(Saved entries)
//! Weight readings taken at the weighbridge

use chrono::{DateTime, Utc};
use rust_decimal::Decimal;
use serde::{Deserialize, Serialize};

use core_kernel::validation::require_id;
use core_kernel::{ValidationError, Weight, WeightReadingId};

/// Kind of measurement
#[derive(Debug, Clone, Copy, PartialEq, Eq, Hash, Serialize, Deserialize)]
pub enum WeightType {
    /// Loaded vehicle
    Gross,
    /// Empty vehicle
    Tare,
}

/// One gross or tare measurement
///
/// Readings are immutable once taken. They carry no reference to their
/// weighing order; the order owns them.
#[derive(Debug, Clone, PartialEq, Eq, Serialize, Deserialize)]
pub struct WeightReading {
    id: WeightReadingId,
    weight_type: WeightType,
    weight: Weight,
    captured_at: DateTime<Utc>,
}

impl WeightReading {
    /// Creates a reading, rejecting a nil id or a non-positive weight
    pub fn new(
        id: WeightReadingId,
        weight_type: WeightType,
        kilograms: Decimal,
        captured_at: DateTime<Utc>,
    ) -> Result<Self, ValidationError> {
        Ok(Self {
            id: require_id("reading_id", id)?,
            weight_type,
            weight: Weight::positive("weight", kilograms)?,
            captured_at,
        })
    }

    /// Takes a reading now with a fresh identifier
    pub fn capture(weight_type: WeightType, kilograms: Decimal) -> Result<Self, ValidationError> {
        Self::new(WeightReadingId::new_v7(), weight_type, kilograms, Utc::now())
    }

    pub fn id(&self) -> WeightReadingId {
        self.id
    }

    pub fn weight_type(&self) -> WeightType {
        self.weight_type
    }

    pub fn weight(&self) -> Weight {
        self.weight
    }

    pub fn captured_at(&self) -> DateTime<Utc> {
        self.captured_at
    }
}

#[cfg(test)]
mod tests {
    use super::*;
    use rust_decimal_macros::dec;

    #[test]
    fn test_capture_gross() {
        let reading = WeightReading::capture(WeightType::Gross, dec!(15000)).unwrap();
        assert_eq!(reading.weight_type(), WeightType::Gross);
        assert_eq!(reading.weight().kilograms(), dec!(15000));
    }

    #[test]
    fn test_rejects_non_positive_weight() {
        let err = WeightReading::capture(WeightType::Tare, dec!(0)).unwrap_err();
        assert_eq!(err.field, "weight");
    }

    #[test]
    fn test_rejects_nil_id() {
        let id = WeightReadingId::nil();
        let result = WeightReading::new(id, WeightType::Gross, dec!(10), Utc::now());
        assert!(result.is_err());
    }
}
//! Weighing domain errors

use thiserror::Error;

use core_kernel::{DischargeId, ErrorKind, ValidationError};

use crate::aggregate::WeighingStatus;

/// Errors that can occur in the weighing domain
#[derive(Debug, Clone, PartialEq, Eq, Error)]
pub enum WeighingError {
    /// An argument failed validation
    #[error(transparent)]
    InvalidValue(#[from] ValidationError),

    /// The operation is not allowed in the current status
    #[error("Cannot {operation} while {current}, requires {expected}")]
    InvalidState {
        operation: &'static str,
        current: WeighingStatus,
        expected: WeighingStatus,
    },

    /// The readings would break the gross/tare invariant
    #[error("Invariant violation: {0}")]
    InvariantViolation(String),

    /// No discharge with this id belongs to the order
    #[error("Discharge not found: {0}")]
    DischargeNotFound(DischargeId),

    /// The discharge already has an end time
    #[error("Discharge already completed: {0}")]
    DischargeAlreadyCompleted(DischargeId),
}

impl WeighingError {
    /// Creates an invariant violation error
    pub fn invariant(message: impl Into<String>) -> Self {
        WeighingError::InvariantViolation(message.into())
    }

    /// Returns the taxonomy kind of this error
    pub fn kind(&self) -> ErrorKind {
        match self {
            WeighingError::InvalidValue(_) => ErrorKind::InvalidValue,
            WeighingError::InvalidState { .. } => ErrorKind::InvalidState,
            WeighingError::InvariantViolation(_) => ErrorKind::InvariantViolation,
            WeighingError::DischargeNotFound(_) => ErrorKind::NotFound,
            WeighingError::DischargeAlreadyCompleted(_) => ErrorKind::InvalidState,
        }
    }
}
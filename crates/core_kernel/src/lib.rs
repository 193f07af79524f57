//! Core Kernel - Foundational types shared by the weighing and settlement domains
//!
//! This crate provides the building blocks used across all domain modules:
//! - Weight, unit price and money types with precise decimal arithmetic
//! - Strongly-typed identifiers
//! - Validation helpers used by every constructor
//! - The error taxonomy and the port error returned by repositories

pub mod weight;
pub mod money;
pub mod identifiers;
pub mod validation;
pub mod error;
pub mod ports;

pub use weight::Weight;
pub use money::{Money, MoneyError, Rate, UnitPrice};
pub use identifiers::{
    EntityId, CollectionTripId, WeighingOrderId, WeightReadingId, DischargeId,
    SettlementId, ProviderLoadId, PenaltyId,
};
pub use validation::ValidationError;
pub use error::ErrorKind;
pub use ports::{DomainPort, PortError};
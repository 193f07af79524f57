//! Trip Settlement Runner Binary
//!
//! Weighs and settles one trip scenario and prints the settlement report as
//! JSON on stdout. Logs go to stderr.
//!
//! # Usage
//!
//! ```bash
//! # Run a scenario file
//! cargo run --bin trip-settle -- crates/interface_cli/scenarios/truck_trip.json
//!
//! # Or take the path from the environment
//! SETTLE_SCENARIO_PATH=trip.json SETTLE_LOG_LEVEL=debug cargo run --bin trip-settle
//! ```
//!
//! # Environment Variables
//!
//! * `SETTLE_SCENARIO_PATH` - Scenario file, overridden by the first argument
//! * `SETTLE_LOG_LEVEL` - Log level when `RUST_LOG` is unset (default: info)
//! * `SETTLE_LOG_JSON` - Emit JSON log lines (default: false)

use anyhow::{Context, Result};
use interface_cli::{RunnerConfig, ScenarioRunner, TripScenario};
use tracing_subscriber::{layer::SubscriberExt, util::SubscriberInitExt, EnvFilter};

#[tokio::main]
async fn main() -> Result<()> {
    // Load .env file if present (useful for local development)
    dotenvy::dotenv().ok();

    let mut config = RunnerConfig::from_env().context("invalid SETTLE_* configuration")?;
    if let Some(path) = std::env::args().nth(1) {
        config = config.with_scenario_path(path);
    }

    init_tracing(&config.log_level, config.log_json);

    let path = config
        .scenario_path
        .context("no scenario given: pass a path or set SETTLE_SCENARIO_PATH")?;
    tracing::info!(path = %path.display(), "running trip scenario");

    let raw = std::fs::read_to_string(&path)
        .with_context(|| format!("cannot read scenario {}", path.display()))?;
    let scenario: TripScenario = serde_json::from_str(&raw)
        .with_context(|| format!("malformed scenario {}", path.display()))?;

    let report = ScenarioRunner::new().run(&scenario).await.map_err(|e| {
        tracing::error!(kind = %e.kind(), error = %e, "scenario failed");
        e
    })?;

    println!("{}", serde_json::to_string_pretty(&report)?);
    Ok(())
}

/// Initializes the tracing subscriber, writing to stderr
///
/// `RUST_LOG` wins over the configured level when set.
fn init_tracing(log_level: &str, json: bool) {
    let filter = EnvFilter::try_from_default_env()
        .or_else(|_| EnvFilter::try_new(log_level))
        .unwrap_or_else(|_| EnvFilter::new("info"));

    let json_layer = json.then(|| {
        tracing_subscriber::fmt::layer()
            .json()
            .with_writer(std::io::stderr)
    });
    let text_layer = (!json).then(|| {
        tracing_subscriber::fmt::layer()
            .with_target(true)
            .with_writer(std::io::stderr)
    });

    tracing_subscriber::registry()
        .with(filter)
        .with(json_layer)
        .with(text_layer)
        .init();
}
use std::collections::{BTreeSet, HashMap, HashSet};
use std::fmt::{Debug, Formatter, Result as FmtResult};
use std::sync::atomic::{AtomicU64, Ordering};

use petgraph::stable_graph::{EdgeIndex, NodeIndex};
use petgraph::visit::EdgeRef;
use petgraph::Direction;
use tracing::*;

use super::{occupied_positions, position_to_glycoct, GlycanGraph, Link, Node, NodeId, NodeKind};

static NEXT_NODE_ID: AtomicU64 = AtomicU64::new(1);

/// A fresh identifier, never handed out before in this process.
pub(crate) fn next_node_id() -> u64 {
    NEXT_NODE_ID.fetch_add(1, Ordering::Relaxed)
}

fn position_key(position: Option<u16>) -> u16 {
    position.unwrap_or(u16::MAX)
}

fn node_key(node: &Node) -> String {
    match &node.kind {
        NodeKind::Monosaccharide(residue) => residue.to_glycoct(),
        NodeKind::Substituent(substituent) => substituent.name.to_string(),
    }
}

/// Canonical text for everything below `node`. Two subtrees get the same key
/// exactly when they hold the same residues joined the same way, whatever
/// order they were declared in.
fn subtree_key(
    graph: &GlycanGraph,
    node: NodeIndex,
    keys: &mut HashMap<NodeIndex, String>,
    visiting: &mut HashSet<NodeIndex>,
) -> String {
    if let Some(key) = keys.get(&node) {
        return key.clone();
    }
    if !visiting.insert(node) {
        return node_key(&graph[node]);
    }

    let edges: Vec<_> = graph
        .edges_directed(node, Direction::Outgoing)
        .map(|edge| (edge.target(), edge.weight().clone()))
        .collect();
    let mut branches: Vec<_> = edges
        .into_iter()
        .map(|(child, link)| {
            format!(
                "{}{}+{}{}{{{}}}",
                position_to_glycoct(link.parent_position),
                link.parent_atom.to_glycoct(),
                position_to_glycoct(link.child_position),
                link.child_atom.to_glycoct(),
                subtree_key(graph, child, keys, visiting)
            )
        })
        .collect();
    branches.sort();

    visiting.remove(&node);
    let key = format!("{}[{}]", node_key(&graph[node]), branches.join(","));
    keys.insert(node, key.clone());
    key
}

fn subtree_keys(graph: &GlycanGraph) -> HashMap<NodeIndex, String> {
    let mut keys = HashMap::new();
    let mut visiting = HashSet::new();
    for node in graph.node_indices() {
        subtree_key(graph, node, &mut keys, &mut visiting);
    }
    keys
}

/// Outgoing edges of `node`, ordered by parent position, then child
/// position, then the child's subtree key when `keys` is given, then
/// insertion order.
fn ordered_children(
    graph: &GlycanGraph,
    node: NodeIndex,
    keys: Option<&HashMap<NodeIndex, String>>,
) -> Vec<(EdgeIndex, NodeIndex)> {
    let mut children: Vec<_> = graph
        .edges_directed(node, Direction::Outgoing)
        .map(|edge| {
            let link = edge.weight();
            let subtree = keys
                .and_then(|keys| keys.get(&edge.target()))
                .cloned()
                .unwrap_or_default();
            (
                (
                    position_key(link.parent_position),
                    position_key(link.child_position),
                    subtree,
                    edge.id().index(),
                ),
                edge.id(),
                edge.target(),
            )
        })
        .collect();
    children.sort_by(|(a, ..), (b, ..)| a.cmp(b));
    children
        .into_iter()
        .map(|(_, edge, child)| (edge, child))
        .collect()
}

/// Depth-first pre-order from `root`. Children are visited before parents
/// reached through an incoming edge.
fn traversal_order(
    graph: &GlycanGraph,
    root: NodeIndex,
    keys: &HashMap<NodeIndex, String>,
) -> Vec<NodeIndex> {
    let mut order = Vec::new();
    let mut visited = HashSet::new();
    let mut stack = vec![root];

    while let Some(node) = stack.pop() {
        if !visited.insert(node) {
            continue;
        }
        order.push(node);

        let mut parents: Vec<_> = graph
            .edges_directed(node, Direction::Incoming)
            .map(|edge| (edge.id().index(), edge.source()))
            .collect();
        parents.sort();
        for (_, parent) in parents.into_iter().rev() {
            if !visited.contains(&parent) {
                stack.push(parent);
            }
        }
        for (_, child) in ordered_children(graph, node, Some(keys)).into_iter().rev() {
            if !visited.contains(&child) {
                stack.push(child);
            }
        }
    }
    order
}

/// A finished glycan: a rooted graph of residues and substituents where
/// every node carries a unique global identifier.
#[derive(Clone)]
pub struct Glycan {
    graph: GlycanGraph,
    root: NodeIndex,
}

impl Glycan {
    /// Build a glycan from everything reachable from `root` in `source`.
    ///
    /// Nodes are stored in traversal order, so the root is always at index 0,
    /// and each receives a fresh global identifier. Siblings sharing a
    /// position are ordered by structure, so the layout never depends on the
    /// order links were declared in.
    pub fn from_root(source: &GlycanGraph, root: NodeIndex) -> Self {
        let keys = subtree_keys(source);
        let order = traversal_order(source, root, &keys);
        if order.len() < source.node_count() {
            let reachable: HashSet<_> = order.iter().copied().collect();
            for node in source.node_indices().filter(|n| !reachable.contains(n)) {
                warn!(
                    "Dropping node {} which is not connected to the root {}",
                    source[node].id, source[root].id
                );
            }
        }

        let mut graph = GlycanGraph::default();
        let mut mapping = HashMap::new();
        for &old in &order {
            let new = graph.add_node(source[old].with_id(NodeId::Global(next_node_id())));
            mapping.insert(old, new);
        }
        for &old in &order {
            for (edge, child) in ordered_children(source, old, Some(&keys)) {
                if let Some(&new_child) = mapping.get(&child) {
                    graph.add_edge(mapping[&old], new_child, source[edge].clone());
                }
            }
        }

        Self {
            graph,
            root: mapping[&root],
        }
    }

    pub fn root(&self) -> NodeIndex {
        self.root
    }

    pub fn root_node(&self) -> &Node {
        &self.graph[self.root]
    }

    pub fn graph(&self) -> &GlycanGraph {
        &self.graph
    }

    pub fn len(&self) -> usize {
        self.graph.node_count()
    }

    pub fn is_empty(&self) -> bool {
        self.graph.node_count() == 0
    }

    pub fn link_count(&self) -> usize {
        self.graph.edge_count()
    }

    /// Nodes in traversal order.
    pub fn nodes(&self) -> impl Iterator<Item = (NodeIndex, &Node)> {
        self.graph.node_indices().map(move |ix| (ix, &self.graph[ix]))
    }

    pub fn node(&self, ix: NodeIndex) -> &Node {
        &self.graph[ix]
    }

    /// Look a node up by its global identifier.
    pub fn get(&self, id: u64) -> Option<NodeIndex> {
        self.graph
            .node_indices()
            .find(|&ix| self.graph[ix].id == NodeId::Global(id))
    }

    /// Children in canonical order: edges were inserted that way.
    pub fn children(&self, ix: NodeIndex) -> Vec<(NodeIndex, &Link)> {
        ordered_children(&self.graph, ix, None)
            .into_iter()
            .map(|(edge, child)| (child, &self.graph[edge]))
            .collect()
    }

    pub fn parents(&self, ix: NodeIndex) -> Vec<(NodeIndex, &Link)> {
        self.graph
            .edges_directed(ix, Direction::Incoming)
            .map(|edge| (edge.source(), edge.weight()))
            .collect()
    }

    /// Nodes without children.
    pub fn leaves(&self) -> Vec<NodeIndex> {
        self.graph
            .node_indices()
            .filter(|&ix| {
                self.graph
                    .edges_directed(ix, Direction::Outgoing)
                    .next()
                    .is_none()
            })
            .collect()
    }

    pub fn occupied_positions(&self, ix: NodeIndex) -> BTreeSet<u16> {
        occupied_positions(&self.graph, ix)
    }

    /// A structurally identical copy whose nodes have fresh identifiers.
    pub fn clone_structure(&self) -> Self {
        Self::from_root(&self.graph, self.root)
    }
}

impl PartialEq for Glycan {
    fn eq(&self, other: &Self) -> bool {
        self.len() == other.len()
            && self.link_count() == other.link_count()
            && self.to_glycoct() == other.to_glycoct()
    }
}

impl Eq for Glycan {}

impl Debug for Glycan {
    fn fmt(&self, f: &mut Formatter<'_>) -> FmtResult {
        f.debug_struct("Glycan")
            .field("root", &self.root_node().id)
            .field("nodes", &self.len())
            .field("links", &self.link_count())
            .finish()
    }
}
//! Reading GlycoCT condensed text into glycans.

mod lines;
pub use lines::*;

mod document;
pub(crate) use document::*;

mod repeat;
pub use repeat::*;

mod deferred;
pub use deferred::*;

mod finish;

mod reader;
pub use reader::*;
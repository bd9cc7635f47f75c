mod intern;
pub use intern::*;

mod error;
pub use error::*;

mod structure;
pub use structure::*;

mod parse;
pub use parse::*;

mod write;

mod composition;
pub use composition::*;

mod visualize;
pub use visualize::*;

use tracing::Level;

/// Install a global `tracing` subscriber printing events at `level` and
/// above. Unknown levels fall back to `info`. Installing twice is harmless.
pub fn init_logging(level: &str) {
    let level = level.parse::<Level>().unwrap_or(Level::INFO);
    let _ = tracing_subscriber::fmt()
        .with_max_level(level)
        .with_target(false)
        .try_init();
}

Work instructions = All that is needed is the exact run of lines above from the line containing "let mut mapping = HashMap::new();" through the line containing "its global identifier.", both of them included.

Solution to this task =
        let mut mapping = HashMap::new();
        for &old in &order {
            let new = graph.add_node(source[old].with_id(NodeId::Global(next_node_id())));
            mapping.insert(old, new);
        }
        for &old in &order {
            for (edge, child) in ordered_children(source, old, Some(&keys)) {
                if let Some(&new_child) = mapping.get(&child) {
                    graph.add_edge(mapping[&old], new_child, source[edge].clone());
                }
            }
        }

        Self {
            graph,
            root: mapping[&root],
        }
    }

    pub fn root(&self) -> NodeIndex {
        self.root
    }

    pub fn root_node(&self) -> &Node {
        &self.graph[self.root]
    }

    pub fn graph(&self) -> &GlycanGraph {
        &self.graph
    }

    pub fn len(&self) -> usize {
        self.graph.node_count()
    }

    pub fn is_empty(&self) -> bool {
        self.graph.node_count() == 0
    }

    pub fn link_count(&self) -> usize {
        self.graph.edge_count()
    }

    /// Nodes in traversal order.
    pub fn nodes(&self) -> impl Iterator<Item = (NodeIndex, &Node)> {
        self.graph.node_indices().map(move |ix| (ix, &self.graph[ix]))
    }

    pub fn node(&self, ix: NodeIndex) -> &Node {
        &self.graph[ix]
    }

    /// Look a node up by its global identifier.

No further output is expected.